> THE TASK: The required output is the full listing below, reproduced word for word.

= = = = =

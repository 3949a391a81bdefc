//! Purpose: Single error type for the pipeline, its collaborators and the CLI.
//! Exports: `Error`, `ErrorKind`, `to_exit_code`.
//! Role: Carries a stable kind plus optional build context (module, layer, CSS text).
//! Invariants: Kinds are a closed set; exit-code mapping is stable once published.
//! Invariants: Context is attached with builder methods, never parsed back out of messages.
use std::error::Error as StdError;
use std::fmt;
use std::path::{Path, PathBuf};

#[derive(Clone, Copy, Debug, Eq, PartialEq)]
pub enum ErrorKind {
    Internal,
    Usage,
    Io,
    Extraction,
    Generation,
    StyleParse,
    Closed,
}

#[derive(Debug)]
pub struct Error {
    kind: ErrorKind,
    message: Option<String>,
    hint: Option<String>,
    path: Option<PathBuf>,
    module: Option<String>,
    layer: Option<String>,
    css: Option<String>,
    source: Option<Box<dyn StdError + Send + Sync>>,
}

impl Error {
    pub fn new(kind: ErrorKind) -> Self {
        Self {
            kind,
            message: None,
            hint: None,
            path: None,
            module: None,
            layer: None,
            css: None,
            source: None,
        }
    }

    pub fn kind(&self) -> ErrorKind {
        self.kind
    }

    pub fn message(&self) -> Option<&str> {
        self.message.as_deref()
    }

    pub fn hint(&self) -> Option<&str> {
        self.hint.as_deref()
    }

    pub fn path(&self) -> Option<&Path> {
        self.path.as_deref()
    }

    pub fn module(&self) -> Option<&str> {
        self.module.as_deref()
    }

    pub fn layer(&self) -> Option<&str> {
        self.layer.as_deref()
    }

    /// CSS text that failed to convert, kept whole for diagnosis.
    pub fn css(&self) -> Option<&str> {
        self.css.as_deref()
    }

    pub fn with_message(mut self, message: impl Into<String>) -> Self {
        self.message = Some(message.into());
        self
    }

    pub fn with_hint(mut self, hint: impl Into<String>) -> Self {
        self.hint = Some(hint.into());
        self
    }

    pub fn with_path(mut self, path: impl Into<PathBuf>) -> Self {
        self.path = Some(path.into());
        self
    }

    pub fn with_module(mut self, module: impl Into<String>) -> Self {
        self.module = Some(module.into());
        self
    }

    pub fn with_layer(mut self, layer: impl Into<String>) -> Self {
        self.layer = Some(layer.into());
        self
    }

    pub fn with_css(mut self, css: impl Into<String>) -> Self {
        self.css = Some(css.into());
        self
    }

    pub fn with_source(mut self, source: impl StdError + Send + Sync + 'static) -> Self {
        self.source = Some(Box::new(source));
        self
    }
}

impl fmt::Display for Error {
    fn fmt(&self, f: &mut fmt::Formatter<'_>) -> fmt::Result {
        write!(f, "{:?}", self.kind)?;
        if let Some(message) = &self.message {
            write!(f, ": {message}")?;
        }
        if let Some(module) = &self.module {
            write!(f, " (module: {module})")?;
        }
        if let Some(layer) = &self.layer {
            write!(f, " (layer: {layer})")?;
        }
        if let Some(path) = &self.path {
            write!(f, " (path: {})", path.display())?;
        }
        Ok(())
    }
}

impl StdError for Error {
    fn source(&self) -> Option<&(dyn StdError + 'static)> {
        self.source
            .as_ref()
            .map(|source| source.as_ref() as &(dyn StdError + 'static))
    }
}

pub fn to_exit_code(kind: ErrorKind) -> i32 {
    match kind {
        ErrorKind::Internal => 1,
        ErrorKind::Usage => 2,
        ErrorKind::Io => 3,
        ErrorKind::Extraction => 4,
        ErrorKind::Generation => 5,
        ErrorKind::StyleParse => 6,
        ErrorKind::Closed => 7,
    }
}

#[cfg(test)]
mod tests {
    use super::{Error, ErrorKind, to_exit_code};

    #[test]
    fn exit_code_mapping_is_stable() {
        let cases = [
            (ErrorKind::Internal, 1),
            (ErrorKind::Usage, 2),
            (ErrorKind::Io, 3),
            (ErrorKind::Extraction, 4),
            (ErrorKind::Generation, 5),
            (ErrorKind::StyleParse, 6),
            (ErrorKind::Closed, 7),
        ];

        for (kind, code) in cases {
            assert_eq!(to_exit_code(kind), code);
        }
    }

    #[test]
    fn display_includes_build_context() {
        let err = Error::new(ErrorKind::StyleParse)
            .with_message("unbalanced braces")
            .with_layer("default")
            .with_css(".a{color:red");
        let text = err.to_string();
        assert_eq!(text, "StyleParse: unbalanced braces (layer: default)");
        assert_eq!(err.css(), Some(".a{color:red"));
    }
}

= = = = =

> ANSWER TO THIS PROBLEM:
repository 3949a391a81bdefc
//! Purpose: Single error type for the pipeline, its collaborators and the CLI.
//! Exports: `Error`, `ErrorKind`, `to_exit_code`.
//! Role: Carries a stable kind plus optional build context (module, layer, CSS text).
//! Invariants: Kinds are a closed set; exit-code mapping is stable once published.
//! Invariants: Context is attached with builder methods, never parsed back out of messages.
use std::error::Error as StdError;
use std::fmt;
use std::path::{Path, PathBuf};

#[derive(Clone, Copy, Debug, Eq, PartialEq)]
pub enum ErrorKind {
    Internal,
    Usage,
    Io,
    Extraction,
    Generation,
    StyleParse,
    Closed,
}

#[derive(Debug)]
pub struct Error {
    kind: ErrorKind,
    message: Option<String>,
    hint: Option<String>,
    path: Option<PathBuf>,
    module: Option<String>,
    layer: Option<String>,
    css: Option<String>,
    source: Option<Box<dyn StdError + Send + Sync>>,
}

impl Error {
    pub fn new(kind: ErrorKind) -> Self {
        Self {
            kind,
            message: None,
            hint: None,
            path: None,
            module: None,
            layer: None,
            css: None,
            source: None,
        }
    }

    pub fn kind(&self) -> ErrorKind {
        self.kind
    }

    pub fn message(&self) -> Option<&str> {
        self.message.as_deref()
    }

    pub fn hint(&self) -> Option<&str> {
        self.hint.as_deref()
    }

    pub fn path(&self) -> Option<&Path> {
        self.path.as_deref()
    }

    pub fn module(&self) -> Option<&str> {
        self.module.as_deref()
    }

    pub fn layer(&self) -> Option<&str> {
        self.layer.as_deref()
    }

    /// CSS text that failed to convert, kept whole for diagnosis.
    pub fn css(&self) -> Option<&str> {
        self.css.as_deref()
    }

    pub fn with_message(mut self, message: impl Into<String>) -> Self {
        self.message = Some(message.into());
        self
    }

    pub fn with_hint(mut self, hint: impl Into<String>) -> Self {
        self.hint = Some(hint.into());
        self
    }

    pub fn with_path(mut self, path: impl Into<PathBuf>) -> Self {
        self.path = Some(path.into());
        self
    }

    pub fn with_module(mut self, module: impl Into<String>) -> Self {
        self.module = Some(module.into());
        self
    }

    pub fn with_layer(mut self, layer: impl Into<String>) -> Self {
        self.layer = Some(layer.into());
        self
    }

    pub fn with_css(mut self, css: impl Into<String>) -> Self {
        self.css = Some(css.into());
        self
    }

    pub fn with_source(mut self, source: impl StdError + Send + Sync + 'static) -> Self {
        self.source = Some(Box::new(source));
        self
    }
}

impl fmt::Display for Error {
    fn fmt(&self, f: &mut fmt::Formatter<'_>) -> fmt::Result {
        write!(f, "{:?}", self.kind)?;
        if let Some(message) = &self.message {
            write!(f, ": {message}")?;
        }
        if let Some(module) = &self.module {
            write!(f, " (module: {module})")?;
        }
        if let Some(layer) = &self.layer {
            write!(f, " (layer: {layer})")?;
        }
        if let Some(path) = &self.path {
            write!(f, " (path: {})", path.display())?;
        }
        Ok(())
    }
}

impl StdError for Error {
    fn source(&self) -> Option<&(dyn StdError + 'static)> {
        self.source
            .as_ref()
            .map(|source| source.as_ref() as &(dyn StdError + 'static))
    }
}

pub fn to_exit_code(kind: ErrorKind) -> i32 {
    match kind {
        ErrorKind::Internal => 1,
        ErrorKind::Usage => 2,
        ErrorKind::Io => 3,
        ErrorKind::Extraction => 4,
        ErrorKind::Generation => 5,
        ErrorKind::StyleParse => 6,
        ErrorKind::Closed => 7,
    }
}

#[cfg(test)]
mod tests {
    use super::{Error, ErrorKind, to_exit_code};

    #[test]
    fn exit_code_mapping_is_stable() {
        let cases = [
            (ErrorKind::Internal, 1),
            (ErrorKind::Usage, 2),
            (ErrorKind::Io, 3),
            (ErrorKind::Extraction, 4),
            (ErrorKind::Generation, 5),
            (ErrorKind::StyleParse, 6),
            (ErrorKind::Closed, 7),
        ];

        for (kind, code) in cases {
            assert_eq!(to_exit_code(kind), code);
        }
    }

    #[test]
    fn display_includes_build_context() {
        let err = Error::new(ErrorKind::StyleParse)
            .with_message("unbalanced braces")
            .with_layer("default")
            .with_css(".a{color:red");
        let text = err.to_string();
        assert_eq!(text, "StyleParse: unbalanced braces (layer: default)");
        assert_eq!(err.css(), Some(".a{color:red"));
    }
}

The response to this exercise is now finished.